Vent’anni dal sisma del 1997, un anno dal terremoto del 2016

Il racconto delle esperienze nel convegno all'Abbadia di Fiastra

«Siamo oggi a distanza di vent’anni a ricordare quell’evento drammatico ma in situazioni totalmente diverse per quanto riguarda il Paese sia per ciò che concerne l’economia, la pubblica amministrazione, gli strumenti di comunicazione». Così il presidente Luca Ceriscioli nel saluto al convegno “1997- 2017. I terremoti e levent’anni Marche. Rinascita e Ricostruzione” tenutosi all’Abbadia di Fiastra e moderato dalla giornalista caporedattore Ansa, Cristina Morbiducci.

«È cambiato completamente il contesto sociale – ha proseguito Ceriscioli- e quindi le esperienze sono molto diverse anche per le dimensioni del sisma, per intensità, estensione e persone coinvolte. Ciò non toglie che possiamo riflettere in questa occasione, naturalmente per ricordare le vittime, i volontari tutte le persone che si sono impegnate e che dobbiamo ringraziare anche a distanza di vent’anni. E diventa naturale prendere spunti positivi dall’esperienza trascorsa del 97, come il trasferimento di competenze ai territori. Già stiamo lavorando insieme e in squadra, ma potenziare questo aspetto diventa una risposta importante per le comunità».

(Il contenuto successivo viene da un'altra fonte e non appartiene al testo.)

//! # 单挑德州扑克服务器
//!
//! 在核心库外面加上事件广播、断线重连与持久化，以及 axum 的 HTTP/WebSocket 接口。

pub mod api;
pub mod broadcaster;
pub mod config;
pub mod logging;
pub mod reconnect;

use broadcaster::Broadcaster;
use std::sync::Arc;
use std::time::Duration;
use tokio::task::JoinHandle;

/// 启动后台任务，定期清理超过 `idle_timeout` 没有活动的连接
pub fn spawn_idle_reaper(broadcaster: Arc<Broadcaster>, every: Duration, idle_timeout: Duration) -> JoinHandle<()> {
    tokio::spawn(async move {
        let mut ticker = tokio::time::interval(every);
        loop {
            ticker.tick().await;
            broadcaster.reap_idle(idle_timeout);
        }
    })
}
//! 服务器配置
//!
//! 所有环境变量都在这里集中读取一次，其余模块只接触校验过的 [`ServerConfig`]。

use std::net::SocketAddr;
use std::path::PathBuf;
use std::str::FromStr;
use std::time::Duration;
use thiserror::Error;

#[derive(Debug, Clone, PartialEq, Eq)]
pub struct ServerConfig {
    /// 监听地址
    pub bind: SocketAddr,
    /// 每个连接发送 keepAlive 事件和 ping 的间隔
    pub keepalive: Duration,
    /// 超过这么久没有活动的连接会被清理
    pub idle_timeout: Duration,
    /// 重连令牌的有效期
    pub token_ttl: Duration,
    /// 每个订阅者发送队列的长度，队列满视为投递失败
    pub subscriber_buffer: usize,
    /// 快照目录；为空时使用内存存储
    pub snapshot_dir: Option<PathBuf>,
    /// 每次状态变更后自动持久化
    pub persist_on_update: bool,
}

impl Default for ServerConfig {
    fn default() -> Self {
        ServerConfig {
            bind: SocketAddr::from(([0, 0, 0, 0], 25917)),
            keepalive: Duration::from_secs(15),
            idle_timeout: Duration::from_secs(60),
            token_ttl: Duration::from_secs(30 * 60),
            subscriber_buffer: 32,
            snapshot_dir: None,
            persist_on_update: true,
        }
    }
}

impl ServerConfig {
    /// 从环境变量读取配置，未设置的项使用默认值
    ///
    /// 调用前应先用 `dotenvy::dotenv()` 载入 `.env` 文件。
    pub fn from_env() -> Result<Self, ConfigError> {
        Self::from_lookup(|key| std::env::var(key).ok())
    }

    /// 用任意的键值来源构造配置，测试时不需要修改进程环境变量
    pub fn from_lookup(lookup: impl Fn(&str) -> Option<String>) -> Result<Self, ConfigError> {
        let defaults = ServerConfig::default();

        let config = ServerConfig {
            bind: parse_env_or(&lookup, "SERVER_BIND", defaults.bind)?,
            keepalive: Duration::from_secs(parse_env_or(&lookup, "KEEPALIVE_SECS", defaults.keepalive.as_secs())?),
            idle_timeout: Duration::from_secs(parse_env_or(
                &lookup,
                "IDLE_TIMEOUT_SECS",
                defaults.idle_timeout.as_secs(),
            )?),
            token_ttl: Duration::from_secs(parse_env_or(&lookup, "TOKEN_TTL_SECS", defaults.token_ttl.as_secs())?),
            subscriber_buffer: parse_env_or(&lookup, "SUBSCRIBER_BUFFER", defaults.subscriber_buffer)?,
            snapshot_dir: lookup("SNAPSHOT_DIR").filter(|dir| !dir.trim().is_empty()).map(PathBuf::from),
            persist_on_update: parse_env_or(&lookup, "PERSIST_ON_UPDATE", defaults.persist_on_update)?,
        };
        config.validate()?;
        Ok(config)
    }

    fn validate(&self) -> Result<(), ConfigError> {
        if self.keepalive.is_zero() {
            return Err(ConfigError::Invalid { var: "KEEPALIVE_SECS".to_string(), reason: "必须大于 0".to_string() });
        }
        if self.idle_timeout <= self.keepalive {
            return Err(ConfigError::Invalid {
                var: "IDLE_TIMEOUT_SECS".to_string(),
                reason: "必须大于 KEEPALIVE_SECS，否则正常连接也会被清理".to_string(),
            });
        }
        if self.subscriber_buffer == 0 {
            return Err(ConfigError::Invalid { var: "SUBSCRIBER_BUFFER".to_string(), reason: "必须大于 0".to_string() });
        }
        Ok(())
    }
}

#[derive(Debug, Error, PartialEq, Eq)]
pub enum ConfigError {
    #[error("环境变量 {var} 的值 {value:?} 无法解析")]
    Unparsable { var: String, value: String },
    #[error("配置项 {var} 无效: {reason}")]
    Invalid { var: String, reason: String },
}

/// 读取并解析一个环境变量，未设置时返回默认值
fn parse_env_or<T>(lookup: &impl Fn(&str) -> Option<String>, key: &str, default: T) -> Result<T, ConfigError>
where
    T: FromStr,
{
    match lookup(key) {
        None => Ok(default),
        Some(value) => value
            .trim()
            .parse()
            .map_err(|_| ConfigError::Unparsable { var: key.to_string(), value }),
    }
}
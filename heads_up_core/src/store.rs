use crate::error::GameError;
use crate::state::{GameId, GameState};
use dashmap::DashMap;
use dashmap::mapref::entry::Entry;
use parking_lot::{Mutex as P_Mutex, RwLock as P_RwLock};
use std::sync::Arc;
use tracing::debug;

/// 进程内的游戏存储
///
/// 每局游戏是一个独立的可串行化资源：同一局游戏同时最多只有一个转换在执行，
/// 不同游戏之间互不阻塞。读取拿到的是已发布的不可变快照，不需要等待写锁。
///
/// 存储在进程启动时创建一次，通过 `Arc` 传给所有组件，测试可以各自创建独立的实例。
#[derive(Default)]
pub struct GameStore {
    games: DashMap<GameId, Arc<GameSlot>>,
}

// 单局游戏的槽位
// 重要‼️：锁的顺序固定为 write -> state，且 state 只在发布时短暂持有
struct GameSlot {
    // 串行化同一局游戏的所有转换
    write: P_Mutex<()>,
    // 当前已发布的状态
    state: P_RwLock<Arc<GameState>>,
}

impl GameSlot {
    fn new(state: GameState) -> Self {
        GameSlot { write: P_Mutex::new(()), state: P_RwLock::new(Arc::new(state)) }
    }

    fn current(&self) -> Arc<GameState> {
        self.state.read().clone()
    }
}

impl GameStore {
    pub fn new() -> Self {
        Self::default()
    }

    /// 放入一局新游戏，同 id 已存在时拒绝
    pub fn insert(&self, state: GameState) -> Result<Arc<GameState>, GameError> {
        let game_id = state.game_id;
        match self.games.entry(game_id) {
            Entry::Occupied(_) => Err(GameError::GameAlreadyExists(game_id)),
            Entry::Vacant(entry) => {
                let slot = entry.insert(Arc::new(GameSlot::new(state)));
                debug!(%game_id, "游戏已加入存储");
                Ok(slot.current())
            }
        }
    }

    /// 从持久化快照恢复：内存中已经有这局游戏时保留内存里的版本
    pub fn restore(&self, state: GameState) -> Arc<GameState> {
        let game_id = state.game_id;
        let slot = self.games.entry(game_id).or_insert_with(|| Arc::new(GameSlot::new(state))).value().clone();
        slot.current()
    }

    pub fn get(&self, game_id: GameId) -> Option<Arc<GameState>> {
        self.slot(game_id).map(|slot| slot.current())
    }

    pub fn contains(&self, game_id: GameId) -> bool {
        self.games.contains_key(&game_id)
    }

    pub fn remove(&self, game_id: GameId) -> Option<Arc<GameState>> {
        self.games.remove(&game_id).map(|(_, slot)| slot.current())
    }

    pub fn len(&self) -> usize {
        self.games.len()
    }

    pub fn is_empty(&self) -> bool {
        self.games.is_empty()
    }

    /// 在这局游戏的写锁内执行一次转换
    ///
    /// - `transition` 读取当前状态，返回新状态或拒绝原因。被拒绝时什么都不会写入。
    /// - 成功时先发布新状态，再在仍然持有写锁的情况下调用 `on_commit`，
    ///   所以 `on_commit` 看到的顺序和转换的顺序完全一致（用于广播）。
    ///
    /// `on_commit` 不能阻塞，也不能再次调用同一局游戏的 `update`。
    pub fn update<T, C>(&self, game_id: GameId, transition: T, on_commit: C) -> Result<Arc<GameState>, GameError>
    where
        T: FnOnce(&GameState) -> Result<GameState, GameError>,
        C: FnOnce(&Arc<GameState>),
    {
        // 先把槽位克隆出来，避免在持有 DashMap 分片锁的时候等待写锁
        let slot = self.slot(game_id).ok_or(GameError::GameNotFound(game_id))?;
        let _guard = slot.write.lock();

        let current = slot.current();
        let next = Arc::new(transition(&current)?);
        *slot.state.write() = next.clone();
        on_commit(&next);
        Ok(next)
    }

    /// 持有写锁读取当前状态
    ///
    /// 闭包执行期间这局游戏不会有新的转换提交，用于让“读当前状态”和
    /// 之后的广播排在同一个顺序里（例如新订阅者先收到当前快照，再收到后续更新）。
    pub fn with_current<R>(&self, game_id: GameId, f: impl FnOnce(&Arc<GameState>) -> R) -> Result<R, GameError> {
        let slot = self.slot(game_id).ok_or(GameError::GameNotFound(game_id))?;
        let _guard = slot.write.lock();
        Ok(f(&slot.current()))
    }

    fn slot(&self, game_id: GameId) -> Option<Arc<GameSlot>> {
        self.games.get(&game_id).map(|entry| entry.value().clone())
    }
}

L’ex presidente della Regione e Commissario straordinario per il sisma del 97,Vito D’Ambrosio ha rimarcato come le dimensioni del sisma del 2016 siano state molto più ampie: «Di questo bisogna tenere conto – ha detto – perché è facilissima la tentazione di fare paragoni tra le due esperienze e non è giusto compararle. Io porto la mia esperienza che posso dire positiva, ripercorrendo i punti fondamentali che ci eravamo dati per costruire un programma di interventi. Devo però dare atto che la ricostruzione nelle Marche è stata esemplare quanto quella del Friuli secondo uno schema che privilegiava il decentramento ai territori, la facilitiazione, la semplificazione e l’accelerazione. Una ricostruzione che ha salvato vite umane nel sisma dello scorso anno».

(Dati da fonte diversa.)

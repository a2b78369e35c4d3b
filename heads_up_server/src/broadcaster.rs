//! 事件广播器
//!
//! 按游戏 id 维护订阅者集合，把同一份序列化好的事件推送给所有订阅者。
//! 这里不包含任何游戏逻辑，只负责扇出。

use dashmap::DashMap;
use heads_up_core::{ConnectionId, GameId, ServerEvent};
use std::collections::HashMap;
use std::sync::Arc;
use std::time::{Duration, Instant};
use tokio::sync::mpsc;
use tracing::{debug, info, warn};

/// 发给订阅者的已序列化消息，所有订阅者共享同一份
pub type Payload = Arc<str>;

pub struct Broadcaster {
    games: DashMap<GameId, HashMap<ConnectionId, Subscriber>>,
    buffer: usize,
}

// 单个订阅连接
struct Subscriber {
    // 用于向该连接的 WebSocket 任务发送消息的通道
    sender: mpsc::Sender<Payload>,
    last_activity: Instant,
}

/// `subscribe` 的返回值，持有者负责把 `receiver` 里的消息写到传输层
pub struct Subscription {
    pub connection_id: ConnectionId,
    pub game_id: GameId,
    pub receiver: mpsc::Receiver<Payload>,
}

impl Broadcaster {
    /// `buffer` 是每个订阅者发送队列的长度
    pub fn new(buffer: usize) -> Self {
        Broadcaster { games: DashMap::new(), buffer: buffer.max(1) }
    }

    /// 订阅一局游戏；同一个连接 id 重复订阅会替换旧的通道
    pub fn subscribe(&self, game_id: GameId, connection_id: ConnectionId) -> Subscription {
        let (sender, receiver) = mpsc::channel(self.buffer);
        let mut subscribers = self.games.entry(game_id).or_default();
        subscribers.insert(connection_id, Subscriber { sender, last_activity: Instant::now() });
        info!(%game_id, %connection_id, count = subscribers.len(), "新的订阅者");
        Subscription { connection_id, game_id, receiver }
    }

    /// 取消订阅，返回该连接之前是否存在
    pub fn unsubscribe(&self, game_id: GameId, connection_id: ConnectionId) -> bool {
        let removed = match self.games.get_mut(&game_id) {
            Some(mut subscribers) => {
                let removed = subscribers.remove(&connection_id).is_some();
                if removed {
                    info!(%game_id, %connection_id, count = subscribers.len(), "订阅者离开");
                }
                removed
            }
            None => false,
        };
        self.games.remove_if(&game_id, |_, subscribers| subscribers.is_empty());
        removed
    }

    /// 把事件推送给这局游戏的所有订阅者，返回成功投递的数量
    ///
    /// 尽力而为：某个通道写入失败（已关闭或队列已满）只会移除该通道，
    /// 不影响其他订阅者，也不会把错误返回给调用者。这个函数从不等待，
    /// 可以在持有游戏写锁时调用。
    pub fn broadcast(&self, game_id: GameId, event: &ServerEvent) -> usize {
        let payload = match serde_json::to_string(event) {
            Ok(json) => Payload::from(json),
            Err(e) => {
                warn!(%game_id, "序列化广播事件失败: {}", e);
                return 0;
            }
        };

        let Some(mut subscribers) = self.games.get_mut(&game_id) else {
            return 0;
        };
        let before = subscribers.len();
        subscribers.retain(|connection_id, subscriber| match subscriber.sender.try_send(payload.clone()) {
            Ok(()) => true,
            Err(e) => {
                warn!(%game_id, %connection_id, "向订阅者投递失败，移除该连接: {}", e);
                false
            }
        });
        let delivered = subscribers.len();
        debug!(%game_id, delivered, dropped = before - delivered, "广播完成");
        drop(subscribers);

        self.games.remove_if(&game_id, |_, subscribers| subscribers.is_empty());
        delivered
    }

    /// 只发给一个连接（连接成功通知、错误回执等），失败时同样移除该连接
    pub fn send_to(&self, game_id: GameId, connection_id: ConnectionId, event: &ServerEvent) -> bool {
        let payload = match serde_json::to_string(event) {
            Ok(json) => Payload::from(json),
            Err(e) => {
                warn!(%game_id, "序列化事件失败: {}", e);
                return false;
            }
        };

        let sent = match self.games.get_mut(&game_id) {
            Some(mut subscribers) => {
                let outcome = subscribers.get(&connection_id).map(|s| s.sender.try_send(payload));
                match outcome {
                    Some(Ok(())) => true,
                    Some(Err(e)) => {
                        warn!(%game_id, %connection_id, "向订阅者发送失败，移除该连接: {}", e);
                        subscribers.remove(&connection_id);
                        false
                    }
                    None => false,
                }
            }
            None => false,
        };
        self.games.remove_if(&game_id, |_, subscribers| subscribers.is_empty());
        sent
    }

    pub fn connection_count(&self, game_id: GameId) -> usize {
        self.games.get(&game_id).map_or(0, |subscribers| subscribers.len())
    }

    /// 收到客户端消息或 pong 时刷新活动时间
    pub fn touch(&self, game_id: GameId, connection_id: ConnectionId) {
        if let Some(mut subscribers) = self.games.get_mut(&game_id) {
            if let Some(subscriber) = subscribers.get_mut(&connection_id) {
                subscriber.last_activity = Instant::now();
            }
        }
    }

    /// 移除所有超过 `idle_timeout` 没有活动的连接
    ///
    /// 被移除连接的发送端随之关闭，对应的 WebSocket 任务会读到通道结束并退出。
    pub fn reap_idle(&self, idle_timeout: Duration) -> Vec<(GameId, ConnectionId)> {
        let mut reaped = vec![];
        for mut entry in self.games.iter_mut() {
            let game_id = *entry.key();
            entry.value_mut().retain(|connection_id, subscriber| {
                let idle = subscriber.last_activity.elapsed() >= idle_timeout;
                if idle {
                    reaped.push((game_id, *connection_id));
                }
                !idle
            });
        }
        self.games.retain(|_, subscribers| !subscribers.is_empty());

        for (game_id, connection_id) in &reaped {
            info!(%game_id, %connection_id, "清理空闲连接");
        }
        reaped
    }

    /// 游戏被删除时断开它的所有订阅者
    pub fn close_game(&self, game_id: GameId) -> usize {
        self.games.remove(&game_id).map_or(0, |(_, subscribers)| subscribers.len())
    }
}

#[cfg(test)]
mod tests {
    use super::*;
    use uuid::Uuid;

    #[test]
    fn test_subscribe_and_unsubscribe() {
        let broadcaster = Broadcaster::new(4);
        let game_id = Uuid::new_v4();

        let a = broadcaster.subscribe(game_id, Uuid::new_v4());
        let b = broadcaster.subscribe(game_id, Uuid::new_v4());
        assert_ne!(a.connection_id, b.connection_id);
        assert_eq!(broadcaster.connection_count(game_id), 2);

        assert!(broadcaster.unsubscribe(game_id, a.connection_id));
        assert!(!broadcaster.unsubscribe(game_id, a.connection_id));
        assert_eq!(broadcaster.connection_count(game_id), 1);

        broadcaster.unsubscribe(game_id, b.connection_id);
        assert_eq!(broadcaster.connection_count(game_id), 0);
        assert!(broadcaster.games.is_empty());
    }

    #[test]
    fn test_broadcast_to_unknown_game() {
        let broadcaster = Broadcaster::new(4);
        assert_eq!(broadcaster.broadcast(Uuid::new_v4(), &ServerEvent::keep_alive()), 0);
    }

    #[test]
    fn test_reap_idle() {
        let broadcaster = Broadcaster::new(4);
        let game_id = Uuid::new_v4();
        let sub = broadcaster.subscribe(game_id, Uuid::new_v4());

        assert!(broadcaster.reap_idle(Duration::from_secs(60)).is_empty());
        assert_eq!(broadcaster.reap_idle(Duration::ZERO), vec![(game_id, sub.connection_id)]);
        assert_eq!(broadcaster.connection_count(game_id), 0);
    }
}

«L’esperienza vissuta nel ’97 – ha detto il sindaco Mauro Falcucci di Castel Santangelo sul Nera – l’abbiamo messa a frutto in questo sisma anche se i due terremoti non sono compatibili sia per le magnitudo che per le normative, quest’ultime differenti rispetto ad oggi.All’epoca c’era un’autonomia da parte dei Commissari delle Regioni.Occorre identificare misure specifiche in base ai danni subiti dai territori montani e dare misure necessarie sotto l’aspetto fiscale e puntare sul lavoro». «Siamo preoccupati – ha sottolineato Renzo Marinelli sindaco di Castelraimondo – perché occorre ricostruire il tessuto sociale attraverso le seconde case affinché si ricostruiscano le eccellenze. Tessuto economico e produttivo con investimenti di qualità per essere competitivi in futuro». «Il personale tecnico e amministrativo assunto per questo sisma – ha detto Pietro Cecoli sindaco di Montecavallo – deve essere formato prima di andare a regime. Tante chiese, strade devono essere sistemate e non sappiamo i tempi soprattutto per la viabilità che è determinante. Occorre che tutti i sindaci facciano una grande squadra».

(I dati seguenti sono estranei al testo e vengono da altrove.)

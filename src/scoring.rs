//! Section scoring and per-course ordering.
//!
//! Scoring is an additive points accumulator per section. The only term
//! currently contributing is time-window fit: the fraction of a section's
//! meeting minutes falling inside the caller's desired windows. Further
//! preference dimensions (instructor ratings, seat pressure) add terms to
//! the same accumulator without changing any existing contract.
//!
//! After annotation, each course's sections are ordered so the generator
//! visits the most-preferred sections first: fraction of requirements met,
//! then points, both descending, stable on ties.

use std::cmp::Ordering;

use crate::models::{Section, TimeRange};
use crate::requirements::{requirement_matches, CourseRequirements};

/// Fraction of a section's meeting minutes inside the desired windows.
///
/// Sums the positive overlap of every (meeting, window) pair and divides
/// by total meeting minutes. A fully asynchronous section scores 1.0 —
/// there is no time constraint for it to violate.
pub fn percent_in_ranges(section: &Section, ranges: &[TimeRange]) -> f64 {
    if section.is_asynchronous() {
        return 1.0;
    }
    let total = section.total_meeting_minutes();
    if total == 0 {
        return 1.0;
    }
    let matched: i32 = section
        .meetings
        .iter()
        .map(|meeting| {
            ranges
                .iter()
                .map(|range| range.overlap_minutes(meeting))
                .sum::<i32>()
        })
        .sum();
    f64::from(matched) / f64::from(total)
}

/// Scores a section and tallies its requirement coverage.
///
/// Adds the time-window term to `points`, then evaluates every declared
/// requirement: each one counts toward `num_requirements`, and matches are
/// recorded in `requirements_met`.
pub fn annotate(section: &mut Section, requirements: &CourseRequirements) {
    if let Some(ranges) = &requirements.meeting_times_ranges {
        section.points += percent_in_ranges(section, ranges);
    }
    for (key, value) in &requirements.requirements {
        section.num_requirements += 1;
        if requirement_matches(section, key, value) {
            section.requirements_met.push(key.clone());
        }
    }
}

/// Orders a course's sections for the generator.
///
/// Primary key: fraction of requirements met, descending. Secondary key:
/// points, descending. The sort is stable, so ties keep input order.
pub fn order_sections(sections: &mut [Section]) {
    sections.sort_by(|a, b| {
        let by_met = b
            .percent_requirements_met()
            .partial_cmp(&a.percent_requirements_met())
            .unwrap_or(Ordering::Equal);
        if by_met != Ordering::Equal {
            return by_met;
        }
        b.points.partial_cmp(&a.points).unwrap_or(Ordering::Equal)
    });
}

#[cfg(test)]
mod tests {
    use super::*;
    use crate::models::{RawMeetingTime, SectionRecord};

    fn timed_section(index: &str, day: &str, start: &str, end: &str) -> Section {
        Section::from_record(
            &SectionRecord::new(index, "01")
                .with_meeting(RawMeetingTime::new(day, start, end, "A")),
        )
    }

    #[test]
    fn test_percent_in_ranges_full_overlap() {
        let section = timed_section("1", "M", "0900", "0950");
        let ranges = vec![TimeRange::new(0, 1440)];
        assert_eq!(percent_in_ranges(&section, &ranges), 1.0);
    }

    #[test]
    fn test_percent_in_ranges_partial_overlap() {
        // Meeting 540..590, window 540..565: half the meeting matches.
        let section = timed_section("1", "M", "0900", "0950");
        let ranges = vec![TimeRange::new(540, 565)];
        assert!((percent_in_ranges(&section, &ranges) - 0.5).abs() < 1e-10);
    }

    #[test]
    fn test_percent_in_ranges_disjoint() {
        let section = timed_section("1", "M", "0900", "0950");
        let ranges = vec![TimeRange::new(2000, 3000)];
        assert_eq!(percent_in_ranges(&section, &ranges), 0.0);
    }

    #[test]
    fn test_percent_in_ranges_asynchronous() {
        let section = Section::from_record(&SectionRecord::new("1", "90"));
        assert_eq!(percent_in_ranges(&section, &[TimeRange::new(0, 1)]), 1.0);
    }

    #[test]
    fn test_annotate_points_and_tally() {
        let mut section = timed_section("1", "M", "0900", "0950");
        let requirements = CourseRequirements::new()
            .with_requirement("printed", "Y")
            .with_requirement("openStatus", false)
            .with_meeting_times_ranges(vec![TimeRange::new(0, 1440)]);

        annotate(&mut section, &requirements);
        assert_eq!(section.points, 1.0);
        assert_eq!(section.num_requirements, 2);
        assert_eq!(section.requirements_met, vec!["printed".to_string()]);
        assert_eq!(section.percent_requirements_met(), 0.5);
    }

    #[test]
    fn test_annotate_without_ranges_leaves_points() {
        let mut section = timed_section("1", "M", "0900", "0950");
        annotate(&mut section, &CourseRequirements::new());
        assert_eq!(section.points, 0.0);
        assert_eq!(section.num_requirements, 0);
    }

    #[test]
    fn test_order_sections_two_keys() {
        let mut a = timed_section("a", "M", "0900", "0950");
        a.num_requirements = 2;
        a.requirements_met = vec!["printed".into()];
        a.points = 0.9;

        let mut b = timed_section("b", "M", "0900", "0950");
        b.num_requirements = 2;
        b.requirements_met = vec!["printed".into(), "openStatus".into()];
        b.points = 0.1;

        let mut c = timed_section("c", "M", "0900", "0950");
        c.num_requirements = 2;
        c.requirements_met = vec!["printed".into()];
        c.points = 0.95;

        let mut sections = vec![a, b, c];
        order_sections(&mut sections);
        // b leads on requirement coverage; c beats a on points.
        assert_eq!(sections[0].index, "b");
        assert_eq!(sections[1].index, "c");
        assert_eq!(sections[2].index, "a");
    }

    #[test]
    fn test_order_sections_stable_on_ties() {
        let first = timed_section("first", "M", "0900", "0950");
        let second = timed_section("second", "T", "0900", "0950");
        let mut sections = vec![first, second];
        order_sections(&mut sections);
        assert_eq!(sections[0].index, "first");
        assert_eq!(sections[1].index, "second");
    }
}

«Le attività messe in atto nel sisma del ’97 – ha sottolineato Roberto Oreficini ex direttore dipartimento regionale protezione civile Marche – hanno costituito il modello della protezione civile.Il terremoto dell’epoca venne gestito grazie la legge 225 del ’92. Con lo stato di emergenza i presidenti delle Regioni erano delegati Commissari con ampiezza di poteri durante l’emergenza. Il ruolo svolto dal Presidente della Regione si e’ ritenuto efficace e ha dato l’avvio alla formulazione del decreto legislativo 112 che attribuiva competenze di protezione civile alle Regioni».